(Recorded data):
##############################

/// User endpoints
///
/// - `POST /api/users/register` - public registration
/// - `GET /api/users` - public profiles, any authenticated user
/// - `GET /api/users/:id` - full record for self and staff, public profile otherwise
/// - `PUT|PATCH /api/users/:id` - self or staff/superuser
/// - `DELETE /api/users/:id` - deactivates; users are never hard-deleted

use crate::{
    app::AppState,
    error::{ApiError, ApiResult},
    routes::{
        double_option,
        pagination::{Page, PageParams, Pagination},
    },
};
use axum::{
    extract::{
        rejection::{JsonRejection, QueryRejection},
        OriginalUri, Path, Query, State,
    },
    http::StatusCode,
    Extension, Json,
};
use lms_shared::{
    auth::{
        actor::Actor,
        authorization::{authorize_account, require_authenticated},
        password,
    },
    models::user::{CreateUser, UpdateUser, User},
};
use serde::{Deserialize, Serialize};
use tracing::info;
use uuid::Uuid;
use validator::Validate;

/// Registration request
#[derive(Debug, Deserialize, Validate)]
pub struct RegisterRequest {
    #[validate(
        email(message = "Enter a valid email address"),
        length(max = 254, message = "Ensure this field has no more than 254 characters")
    )]
    pub email: String,

    /// Plaintext, checked with `validate_password`
    pub password: String,

    #[serde(default)]
    #[validate(length(max = 150, message = "Ensure this field has no more than 150 characters"))]
    pub first_name: String,

    #[serde(default)]
    #[validate(length(max = 150, message = "Ensure this field has no more than 150 characters"))]
    pub last_name: String,

    #[validate(length(max = 20, message = "Ensure this field has no more than 20 characters"))]
    pub phone: Option<String>,

    #[validate(length(max = 100, message = "Ensure this field has no more than 100 characters"))]
    pub city: Option<String>,

    pub avatar: Option<String>,
}

/// Partial account update (PATCH); PUT is converted into one with every field set
#[derive(Debug, Default, Deserialize, Validate)]
pub struct UserPatch {
    #[validate(
        email(message = "Enter a valid email address"),
        length(max = 254, message = "Ensure this field has no more than 254 characters")
    )]
    pub email: Option<String>,

    pub password: Option<String>,

    #[validate(length(max = 150, message = "Ensure this field has no more than 150 characters"))]
    pub first_name: Option<String>,

    #[validate(length(max = 150, message = "Ensure this field has no more than 150 characters"))]
    pub last_name: Option<String>,

    #[serde(default, deserialize_with = "double_option")]
    #[validate(length(max = 20, message = "Ensure this field has no more than 20 characters"))]
    pub phone: Option<Option<String>>,

    #[serde(default, deserialize_with = "double_option")]
    #[validate(length(max = 100, message = "Ensure this field has no more than 100 characters"))]
    pub city: Option<Option<String>>,

    #[serde(default, deserialize_with = "double_option")]
    pub avatar: Option<Option<String>>,
}

/// Full account replacement (PUT)
#[derive(Debug, Deserialize)]
pub struct UserPut {
    pub email: String,
    pub password: Option<String>,
    #[serde(default)]
    pub first_name: String,
    #[serde(default)]
    pub last_name: String,
    pub phone: Option<String>,
    pub city: Option<String>,
    pub avatar: Option<String>,
}

impl From<UserPut> for UserPatch {
    fn from(put: UserPut) -> Self {
        Self {
            email: Some(put.email),
            password: put.password,
            first_name: Some(put.first_name),
            last_name: Some(put.last_name),
            phone: Some(put.phone),
            city: Some(put.city),
            avatar: Some(put.avatar),
        }
    }
}

impl UserPatch {
    /// Validates and hashes into a model update
    fn into_update(mut self) -> ApiResult<UpdateUser> {
        if let Some(email) = self.email.as_mut() {
            *email = email.trim().to_string();
        }
        self.validate()?;

        let password_hash = match self.password {
            Some(plain) => {
                password::validate_password(&plain)?;
                Some(password::hash_password(&plain)?)
            }
            None => None,
        };

        Ok(UpdateUser {
            email: self.email,
            password_hash,
            first_name: self.first_name,
            last_name: self.last_name,
            phone: self.phone,
            city: self.city,
            avatar: self.avatar,
        })
    }
}

/// Profile visible to every authenticated user
#[derive(Debug, Serialize)]
pub struct PublicProfile {
    pub id: Uuid,
    pub email: String,
    pub first_name: String,
    pub city: Option<String>,
    pub avatar: Option<String>,
}

impl From<User> for PublicProfile {
    fn from(user: User) -> Self {
        Self {
            id: user.id,
            email: user.email,
            first_name: user.first_name,
            city: user.city,
            avatar: user.avatar,
        }
    }
}

/// Either the full record or the public profile
#[derive(Debug, Serialize)]
#[serde(untagged)]
pub enum UserView {
    Full(User),
    Public(PublicProfile),
}

/// Register a user
///
/// ```text
/// POST /api/users/register
/// {"email": "student@example.com", "password": "correct horse", "city": "Kazan"}
/// ```
///
/// # Errors
///
/// - `400 Bad Request`: invalid email, weak password, over-long field
/// - `409 Conflict`: email already registered (case-insensitive)
pub async fn register(
    State(state): State<AppState>,
    body: Result<Json<RegisterRequest>, JsonRejection>,
) -> ApiResult<(StatusCode, Json<User>)> {
    let Json(mut req) = body?;

    req.email = req.email.trim().to_string();
    req.validate()?;
    password::validate_password(&req.password)?;

    let password_hash = password::hash_password(&req.password)?;

    let user = User::create(
        &state.db,
        CreateUser {
            email: req.email,
            password_hash,
            first_name: req.first_name,
            last_name: req.last_name,
            phone: req.phone,
            city: req.city,
            avatar: req.avatar,
        },
    )
    .await?;

    info!(user_id = %user.id, "User registered");

    Ok((StatusCode::CREATED, Json(user)))
}

/// List public profiles
pub async fn list_users(
    State(state): State<AppState>,
    Extension(actor): Extension<Actor>,
    OriginalUri(uri): OriginalUri,
    params: Result<Query<PageParams>, QueryRejection>,
) -> ApiResult<Json<Page<PublicProfile>>> {
    require_authenticated(&actor)?;
    let Query(params) = params?;

    let pagination = Pagination::resolve(params, state.config.api.page_size)?;
    let count = User::count(&state.db).await?;
    let users = User::list(&state.db, pagination.limit(), pagination.offset()).await?;

    let results = users.into_iter().map(PublicProfile::from).collect();
    Ok(Json(Page::new(&uri, pagination, count, results)?))
}

/// Retrieve a user
pub async fn get_user(
    State(state): State<AppState>,
    Extension(actor): Extension<Actor>,
    Path(id): Path<Uuid>,
) -> ApiResult<Json<UserView>> {
    require_authenticated(&actor)?;

    let user = User::find_by_id(&state.db, id)
        .await?
        .ok_or_else(ApiError::not_found)?;

    let view = if authorize_account(&actor, id).is_ok() {
        UserView::Full(user)
    } else {
        UserView::Public(user.into())
    };

    Ok(Json(view))
}

async fn apply_update(
    state: &AppState,
    actor: &Actor,
    id: Uuid,
    patch: UserPatch,
) -> ApiResult<Json<User>> {
    require_authenticated(actor)?;

    if User::find_by_id(&state.db, id).await?.is_none() {
        return Err(ApiError::not_found());
    }
    authorize_account(actor, id)?;

    let update = patch.into_update()?;
    let user = User::update(&state.db, id, update)
        .await?
        .ok_or_else(ApiError::not_found)?;

    info!(user_id = %id, "User updated");

    Ok(Json(user))
}

/// Replace a user's writable fields
pub async fn replace_user(
    State(state): State<AppState>,
    Extension(actor): Extension<Actor>,
    Path(id): Path<Uuid>,
    body: Result<Json<UserPut>, JsonRejection>,
) -> ApiResult<Json<User>> {
    require_authenticated(&actor)?;
    let Json(put) = body?;

    apply_update(&state, &actor, id, put.into()).await
}

/// Update some of a user's fields
pub async fn patch_user(
    State(state): State<AppState>,
    Extension(actor): Extension<Actor>,
    Path(id): Path<Uuid>,
    body: Result<Json<UserPatch>, JsonRejection>,
) -> ApiResult<Json<User>> {
    require_authenticated(&actor)?;
    let Json(patch) = body?;

    apply_update(&state, &actor, id, patch).await
}

/// Deactivate a user
pub async fn deactivate_user(
    State(state): State<AppState>,
    Extension(actor): Extension<Actor>,
    Path(id): Path<Uuid>,
) -> ApiResult<StatusCode> {
    require_authenticated(&actor)?;

    if User::find_by_id(&state.db, id).await?.is_none() {
        return Err(ApiError::not_found());
    }
    authorize_account(&actor, id)?;

    User::deactivate(&state.db, id).await?;

    info!(user_id = %id, "User deactivated");

    Ok(StatusCode::NO_CONTENT)
}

##############################

(PROBLEM DETAILS): Only lines with the word "JsonRejection" are wanted, so copy each one from the records.

(WORKED SOLUTION):
        rejection::{JsonRejection, QueryRejection},
    body: Result<Json<RegisterRequest>, JsonRejection>,
    body: Result<Json<UserPut>, JsonRejection>,
    body: Result<Json<UserPatch>, JsonRejection>,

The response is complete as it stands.